Sidestepping Insolvency - Tips from the Irish Times - some dubious creditor avoidance strategies

A health warning - I am not condoning anything that follows! The Irish Times have published a fascinating article that discusses ways of avoiding the effects of insolvency or the status itself. Mr Arthur Daley (pictured) might be proud of this dodgy menu of naughtiness! Some of the 'tips' hark back to a former age when keeping house, fleeing the realm, and fraudulent conveyances were de rigueur. Fortunately for creditors a number of statutory mechanisms now exist in England and Wales, and Ireland, to preclude the behaviour suggested in the article. I am not sure if the menu was published as some form of guide to defraud creditors of their just debts, or if it is some sort of general discussion piece.

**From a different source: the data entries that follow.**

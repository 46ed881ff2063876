//! Reservation request — what one run tries to book.

use chrono::NaiveDate;
use serde::{Deserialize, Serialize};

use crate::calendar;
use crate::error::ValidationError;
use crate::slot::PreferredTimes;

/// Ordered duration candidates: a primary length and at most one fallback.
#[derive(Debug, Clone, Copy, PartialEq, Eq, Serialize, Deserialize)]
#[serde(try_from = "Vec<u16>", into = "Vec<u16>")]
pub struct DurationPlan {
    primary: u16,
    fallback: Option<u16>,
}

impl DurationPlan {
    /// Build a plan, rejecting zero lengths and a fallback equal to the primary.
    ///
    /// # Errors
    ///
    /// Returns [`ValidationError::ZeroDuration`] or
    /// [`ValidationError::DuplicateDuration`].
    pub fn new(primary: u16, fallback: Option<u16>) -> Result<Self, ValidationError> {
        if primary == 0 || fallback == Some(0) {
            return Err(ValidationError::ZeroDuration);
        }
        if fallback == Some(primary) {
            return Err(ValidationError::DuplicateDuration(primary));
        }
        Ok(Self { primary, fallback })
    }

    #[must_use]
    pub fn primary(&self) -> u16 {
        self.primary
    }

    #[must_use]
    pub fn fallback(&self) -> Option<u16> {
        self.fallback
    }

    /// Durations in the order they are attempted.
    pub fn iter(&self) -> impl Iterator<Item = u16> {
        std::iter::once(self.primary).chain(self.fallback)
    }

    /// Label the club form shows for a duration, e.g. `"120 Min"`.
    #[must_use]
    pub fn label(minutes: u16) -> String {
        format!("{minutes} Min")
    }
}

impl Default for DurationPlan {
    fn default() -> Self {
        Self {
            primary: 120,
            fallback: Some(90),
        }
    }
}

impl TryFrom<Vec<u16>> for DurationPlan {
    type Error = ValidationError;

    fn try_from(value: Vec<u16>) -> Result<Self, Self::Error> {
        match value.as_slice() {
            [] => Err(ValidationError::NoDuration),
            [primary] => Self::new(*primary, None),
            [primary, fallback] => Self::new(*primary, Some(*fallback)),
            more => Err(ValidationError::TooManyDurations(more.len())),
        }
    }
}

impl From<DurationPlan> for Vec<u16> {
    fn from(plan: DurationPlan) -> Self {
        plan.iter().collect()
    }
}

/// Everything one run needs to know about what to book. Immutable once built.
#[derive(Debug, Clone, PartialEq, Eq)]
pub struct ReservationRequest {
    pub target_date: NaiveDate,
    pub durations: DurationPlan,
    pub preferred_times: PreferredTimes,
    pub test_mode: bool,
}

impl ReservationRequest {
    /// Derive the request for a run happening on `today`.
    ///
    /// The preferred-time window follows `today`'s classification, not the
    /// target date's.
    #[must_use]
    pub fn for_today(today: NaiveDate, durations: DurationPlan, test_mode: bool) -> Self {
        Self {
            target_date: calendar::target_date(today),
            durations,
            preferred_times: PreferredTimes::for_day(calendar::day_kind(today)),
            test_mode,
        }
    }
}

#[cfg(test)]
mod tests {
    use super::*;
    use crate::slot::{WEEKDAY_TIMES, WEEKEND_TIMES};

    fn date(y: i32, m: u32, d: u32) -> NaiveDate {
        NaiveDate::from_ymd_opt(y, m, d).unwrap()
    }

    #[test]
    fn should_default_to_two_hours_then_ninety_minutes() {
        let plan = DurationPlan::default();
        assert_eq!(plan.iter().collect::<Vec<_>>(), vec![120, 90]);
    }

    #[test]
    fn should_iterate_only_primary_without_fallback() {
        let plan = DurationPlan::new(60, None).unwrap();
        assert_eq!(plan.iter().collect::<Vec<_>>(), vec![60]);
    }

    #[test]
    fn should_reject_zero_duration() {
        assert_eq!(
            DurationPlan::new(0, Some(90)),
            Err(ValidationError::ZeroDuration)
        );
        assert_eq!(
            DurationPlan::new(120, Some(0)),
            Err(ValidationError::ZeroDuration)
        );
    }

    #[test]
    fn should_reject_fallback_equal_to_primary() {
        assert_eq!(
            DurationPlan::new(90, Some(90)),
            Err(ValidationError::DuplicateDuration(90))
        );
    }

    #[test]
    fn should_label_duration_like_the_form() {
        assert_eq!(DurationPlan::label(120), "120 Min");
    }

    #[test]
    fn should_deserialize_from_list() {
        let plan: DurationPlan = serde_json::from_str("[90, 60]").unwrap();
        assert_eq!(plan.primary(), 90);
        assert_eq!(plan.fallback(), Some(60));
    }

    #[test]
    fn should_reject_empty_and_oversized_lists() {
        assert!(serde_json::from_str::<DurationPlan>("[]").is_err());
        assert!(serde_json::from_str::<DurationPlan>("[120, 90, 60]").is_err());
    }

    #[test]
    fn should_serialize_as_list() {
        let json = serde_json::to_string(&DurationPlan::default()).unwrap();
        assert_eq!(json, "[120,90]");
    }

    #[test]
    fn should_build_weekday_request_one_week_ahead() {
        // Wednesday
        let request =
            ReservationRequest::for_today(date(2026, 10, 14), DurationPlan::default(), false);
        assert_eq!(request.target_date, date(2026, 10, 21));
        assert_eq!(
            request.preferred_times.iter().collect::<Vec<_>>(),
            WEEKDAY_TIMES
        );
        assert!(!request.test_mode);
    }

    #[test]
    fn should_select_window_from_today_not_target_date() {
        // Sunday: target is also a Sunday, but the rule is about today
        let request =
            ReservationRequest::for_today(date(2026, 10, 18), DurationPlan::default(), true);
        assert_eq!(
            request.preferred_times.iter().collect::<Vec<_>>(),
            WEEKEND_TIMES
        );
        assert_eq!(request.target_date, date(2026, 10, 25));
    }
}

Either way it seems a strange editorial decision, particularly from a creditor's point of view. The story notes: 

"...the scale of the assets of the former Anglo Irish Bank chief executive Seán FitzPatrick – from oilfields in Nigeria to investment portfolios worth millions – were revealed as his bankruptcy case was heard in court...

While insolvency practitioners emphasise that the point of bankruptcy is not to punish but to discharge people of their debts and let them continue with their lives, questions have nonetheless been raised about whether bankrupts are, or should be, left with nothing after the legal process.

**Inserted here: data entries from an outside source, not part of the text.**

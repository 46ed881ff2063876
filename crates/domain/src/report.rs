//! Report — the summary email composed from a finished run.

use chrono::NaiveDate;

use crate::calendar::format_form_date;
use crate::run_log::RunLog;

/// Plain-text message ready to hand to a mailer.
#[derive(Debug, Clone, PartialEq, Eq)]
pub struct Report {
    pub subject: String,
    pub body: String,
}

fn status(success: bool) -> &'static str {
    if success { "Success" } else { "Unsuccessful" }
}

impl Report {
    /// Compose the summary: every log line in order, then the final status.
    #[must_use]
    pub fn compose(log: &RunLog, target_date: NaiveDate, success: bool) -> Self {
        let subject = format!(
            "Court reservation for {}: {}",
            format_form_date(target_date),
            status(success)
        );

        let mut body = String::new();
        for line in log.lines() {
            body.push_str(&line);
            body.push('\n');
        }
        if !log.is_empty() {
            body.push('\n');
        }
        body.push_str("Final result: ");
        body.push_str(status(success));
        body.push('\n');

        Self { subject, body }
    }
}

Is it usually the case that they get to squirrel away enough money to keep themselves comfortable after their day out in court?

The key to survival, it seems, is to prepare for bankruptcy before the bailiffs come calling. Here are a few strategies for sidestepping insolvency.


Yes, it might seem extreme, but divorce is one potential route for those looking to protect their assets (although, in practice, its use appears to be limited in Ireland). The idea is that a seriously indebted individual divorces their spouse, thereby passing on about half their wealth to their better half.

However, any move to divorce would have to be perceived as “genuine” by the courts. And there is always the possibility that once the divorce goes ahead, and your spouse receives all your assets, he or she will no longer be in the mood to share.


In Ireland you can choose either to be made bankrupt voluntarily or to be made bankrupt at the request of a creditor. With what are seen to be more progressive bankruptcy laws expected to be introduced by the end of the year, those in a position to choose when to go bust might look to postpone doing so until a new six-year regime is implemented (it’s currently a 12-year process in Ireland).


One of the simplest steps taken by those fearing bankruptcy is to transfer their key assets, such as the family home or the assets of companies they own, into the ownership of their spouse.

Another option, if a property is owned together with a spouse on a tenants-in-common legal basis, is to switch it to a joint-tenants basis, as this will make it more difficult for the courts to pursue.

In the case of Seán FitzPatrick, for example, it was revealed in court that his wife, Catriona, owns half of his Anglo Irish Bank-approved retirement fund, while the family home and other property are also in joint ownership.

In order to be able to transfer assets, however, you must generally own them outright. If there is a mortgage outstanding on a property, the bank or building society must give its permission for any changes, and if your situation looks somewhat compromised it is unlikely to do so.

Moreover, you are only entitled to move your assets around if you are solvent.

Once you are declared bankrupt the courts can look to reverse any transactions you may have made in the previous five years.


There is little doubt that this is a route being pursued by some individuals. Indeed, the flight of indebted property developers to more welcoming climes was criticised this week by the Minister for Finance, Brian Lenihan.

Faced with the prospect of a 12-year – or, possibly, soon to be six-year – bankruptcy process, many potential bankrupts are simply fleeing their debts and the lengthy legal entanglement that precludes them from taking on a position as a company director for its duration. By doing so, however, they are often leaving behind large parts of their wealth, in some cases departing with just enough cash to live on. Much of their property will be unsellable and will be seized by lenders following their departure.

For those fleeing, the benefit is that, while there is a common bankruptcy regime across the European Union, it doesn’t apply elsewhere. So it is more difficult for a court to have a claim over any money that is generated post-departure, while the ban on directorships may also not apply.


Taking a quick €10,000 in cash out of a company on a regular basis, and siphoning it into an offshore account, may keep some of a debtor’s money out of the bankruptcy courts. But the penalties if caught are significant.


The UK is not just good for a quick shopping trip or a Premier League match. It is also an increasingly popular location for bankrupts, as it has far more lenient laws than Ireland. While those applying must show the UK courts that it is their “main centre of interest”, Irish nationals, if approved, can have bankruptcy discharged within a year under the UK system. Unsurprisingly, it is the route being chosen by many of those in financial strife."